** Opening SOURCE RECORDS block **

impl Shell {
    /// `toasts` must be the notifier `state` was built with.
    pub fn new(state: AppState, toasts: RecordingNotifier) -> Self {
        Shell { state, toasts }
    }

    pub fn state(&self) -> &AppState {
        &self.state
    }

    /// Reads lines until EOF or `quit`.
    pub async fn run<R, W>(&self, input: R, out: &mut W) -> io::Result<()>
    where
        R: AsyncBufRead + Unpin,
        W: Write,
    {
        writeln!(
            out,
            "Welcome to {}! Type 'help' for commands.",
            self.state.config.store_name
        )?;

        let mut lines = input.lines();
        loop {
            write!(out, "{}> ", self.state.navigation.current())?;
            out.flush()?;

            let Some(line) = lines.next_line().await? else {
                writeln!(out)?;
                break;
            };

            let command = match parse(&line) {
                Ok(Some(command)) => command,
                Ok(None) => continue,
                Err(e) => {
                    writeln!(out, "{}", e)?;
                    continue;
                }
            };

            if self.execute(command, out).await? == Flow::Quit {
                break;
            }
        }

        Ok(())
    }

    /// Runs one command, then prints the toasts it raised.
    ///
    /// A failed command prints its error only when no toast already said so.
    pub async fn execute<W: Write>(&self, command: Command, out: &mut W) -> io::Result<Flow> {
        if command == Command::Quit {
            writeln!(out, "Bye!")?;
            return Ok(Flow::Quit);
        }

        let result = self.dispatch(command, out).await?;
        let toasts = self.toasts.drain();

        for toast in &toasts {
            let mark = match toast.kind {
                NotificationKind::Success => "✓",
                NotificationKind::Destructive => "✗",
            };
            writeln!(out, "{} {}: {}", mark, toast.title, toast.message)?;
        }

        if let Err(err) = result {
            if toasts.is_empty() {
                writeln!(out, "error: {}", err.message)?;
            }
        }

        Ok(Flow::Continue)
    }

    async fn dispatch<W: Write>(
        &self,
        command: Command,
        out: &mut W,
    ) -> io::Result<Result<(), ApiError>> {
        let s = &self.state;

        // Guarded commands move to their screen first and stop on a redirect
        if let Some(screen) = command.screen() {
            let res = commands::navigation::navigate(&s.navigation, &s.session, &s.cart, screen.path());
            if let Access::Redirect { to, .. } = res.access {
                writeln!(out, "{} is not available yet, redirected to {}", res.requested, to)?;
                return Ok(Ok(()));
            }
        }

        let result = match command {
            Command::Menu {
                search,
                category,
                sort,
            } => commands::catalog::list_menu(
                &s.catalog,
                &s.cart,
                search.as_deref(),
                category.as_deref(),
                sort.as_deref(),
            )
            .map(|menu| self.print_menu(&menu, out)),
            Command::Add {
                item_id,
                quantity,
                note,
            } => commands::cart::add_to_cart(&s.catalog, &s.cart, &s.config, &item_id, quantity, note)
                .map(|_| Ok(())),
            Command::Quantity { entry, quantity } => {
                let entry_id = self.resolve_entry(&entry);
                let res = commands::cart::update_cart_item(&s.cart, &s.config, &entry_id, quantity);
                Ok(self.print_cart(&res.entries, &res.totals, out))
            }
            Command::Remove { entry } => {
                let entry_id = self.resolve_entry(&entry);
                let res = commands::cart::remove_from_cart(&s.cart, &s.config, &entry_id);
                Ok(self.print_cart(&res.entries, &res.totals, out))
            }
            Command::Cart => {
                let res = commands::cart::get_cart(&s.cart, &s.config);
                Ok(self.print_cart(&res.entries, &res.totals, out))
            }
            Command::Clear => {
                commands::cart::clear_cart(&s.cart, &s.config);
                Ok(writeln!(out, "Cart cleared."))
            }
            Command::Address(address) => {
                commands::checkout::submit_address(&s.checkout, s.notifier.as_ref(), address)
                    .await
                    .map(|_| Ok(()))
            }
            Command::Summary => commands::checkout::get_order_summary(&s.cart, &s.checkout).map(
                |summary| {
                    self.print_cart(&summary.entries, &summary.totals, out)?;
                    match &summary.delivery_address {
                        Some(a) => writeln!(
                            out,
                            "Deliver to: {}, {}, {} {}",
                            a.street, a.city, a.state, a.zip_code
                        )?,
                        None => writeln!(out, "Deliver to: (no address yet, use 'address')")?,
                    }
                    writeln!(
                        out,
                        "Estimated delivery: {} minutes",
                        summary.estimated_delivery_minutes
                    )
                },
            ),
            Command::Order { instructions } => commands::checkout::place_order(
                &s.session,
                &s.cart,
                &s.checkout,
                s.notifier.as_ref(),
                instructions,
            )
            .await
            .map(|order| {
                commands::navigation::navigate(&s.navigation, &s.session, &s.cart, "/order-confirmation");
                writeln!(
                    out,
                    "Order {} total {}, arriving around {}",
                    order.id,
                    self.money(order.totals.total),
                    order.estimated_delivery_at.format("%H:%M UTC")
                )
            }),
            Command::Register(form) => {
                commands::auth::register(&s.session, s.notifier.as_ref(), form)
                    .await
                    .map(|_| self.after_sign_in(out))
            }
            Command::Login { email, password } => {
                commands::auth::login(&s.session, s.notifier.as_ref(), &email, &password)
                    .await
                    .map(|_| self.after_sign_in(out))
            }
            Command::Logout => Ok(match commands::auth::logout(&s.session) {
                Some(user) => writeln!(out, "Signed out {}.", user.email),
                None => writeln!(out, "Nobody is signed in."),
            }),
            Command::WhoAmI => Ok(match commands::auth::current_user(&s.session) {
                Some(user) => writeln!(out, "{} <{}>", user.name, user.email),
                None => writeln!(out, "Not signed in."),
            }),
            Command::Go { path } => {
                let res = commands::navigation::navigate(&s.navigation, &s.session, &s.cart, &path);
                Ok(match res.access {
                    Access::Allow => writeln!(out, "-> {}", res.current),
                    Access::Redirect { to, .. } => {
                        writeln!(out, "{} is not available yet, redirected to {}", res.requested, to)
                    }
                })
            }
            Command::Config => {
                let config = commands::config::get_config(&s.config);
                let pricing = config.pricing;
                Ok(writeln!(
                    out,
                    "{} ({}): tax {}%, delivery {} (free over {}), +{} min transit",
                    config.store_name,
                    config.currency_code,
                    pricing.tax_rate.percentage(),
                    self.money(pricing.delivery_fee),
                    self.money(pricing.free_delivery_over),
                    pricing.transit_minutes
                ))
            }
            Command::Help => Ok(writeln!(out, "{}", HELP)),
            Command::Quit => Ok(Ok(())),
        };

        // Flip Result<io::Result<()>, ApiError> so io errors abort the shell.
        match result {
            Ok(io_result) => io_result.map(Ok),
            Err(err) => Ok(Err(err)),
        }
    }

    /// Position in the cart (1-based) or a raw entry id.
    fn resolve_entry(&self, entry: &str) -> String {
        let by_position = entry.parse::<usize>().ok().and_then(|n| {
            self.state.cart.with_engine(|engine| {
                n.checked_sub(1)
                    .and_then(|i| engine.entries().get(i))
                    .map(|e| e.id.clone())
            })
        });
        by_position.unwrap_or_else(|| entry.to_string())
    }

    fn after_sign_in<W: Write>(&self, out: &mut W) -> io::Result<()> {
        let s = &self.state;
        let res = commands::navigation::after_sign_in(&s.navigation, &s.session, &s.cart);
        writeln!(out, "-> {}", res.current)
    }

    fn money(&self, amount: Money) -> String {
        self.state.config.format_currency(amount.cents())
    }

    fn print_menu<W: Write>(&self, menu: &commands::catalog::MenuResponse, out: &mut W) -> io::Result<()> {
        if menu.items.is_empty() {
            return writeln!(out, "No dishes match.");
        }

        for view in &menu.items {
            let item = &view.item;
            let mut tags = Vec::new();
            if item.is_vegetarian {
                tags.push("veg".to_string());
            }
            if !item.is_available {
                tags.push("unavailable".to_string());
            }
            if view.in_cart > 0 {
                tags.push(format!("{} in cart", view.in_cart));
            }

            writeln!(
                out,
                "{:>3}  {:<24} {:>8}  {:<8} {:>3} min  {}",
                item.id,
                item.name,
                self.money(item.price),
                item.category,
                item.preparation_time,
                tags.join(", ")
            )?;
        }
        Ok(())
    }

    fn print_cart<W: Write>(
        &self,
        entries: &[CartEntry],
        totals: &OrderTotals,
        out: &mut W,
    ) -> io::Result<()> {
        if entries.is_empty() {
            return writeln!(out, "Your cart is empty.");
        }

        for (i, entry) in entries.iter().enumerate() {
            writeln!(
                out,
                "{:>2}. {:<24} x{:<3} {:>8}",
                i + 1,
                entry.item.name,
                entry.quantity,
                self.money(entry.line_total())
            )?;
            if let Some(note) = &entry.special_instructions {
                writeln!(out, "      note: {}", note)?;
            }
        }

        writeln!(out, "    Subtotal {:>26}", self.money(totals.subtotal))?;
        writeln!(out, "    Delivery {:>26}", self.money(totals.delivery_fee))?;
        writeln!(out, "    Tax      {:>26}", self.money(totals.tax))?;
        writeln!(out, "    Total    {:>26}", self.money(totals.total))
    }
}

** Closing SOURCE RECORDS block **

WHAT THIS TASK INVOLVES — Your answer must be a copy of every line in the data above that holds the string "state".

RESULT OF THE TASK —
    /// `toasts` must be the notifier `state` was built with.
    pub fn new(state: AppState, toasts: RecordingNotifier) -> Self {
        Shell { state, toasts }
    pub fn state(&self) -> &AppState {
        &self.state
            self.state.config.store_name
            write!(out, "{}> ", self.state.navigation.current())?;
        let s = &self.state;
                            a.street, a.city, a.state, a.zip_code
            self.state.cart.with_engine(|engine| {
        let s = &self.state;
        self.state.config.format_currency(amount.cents())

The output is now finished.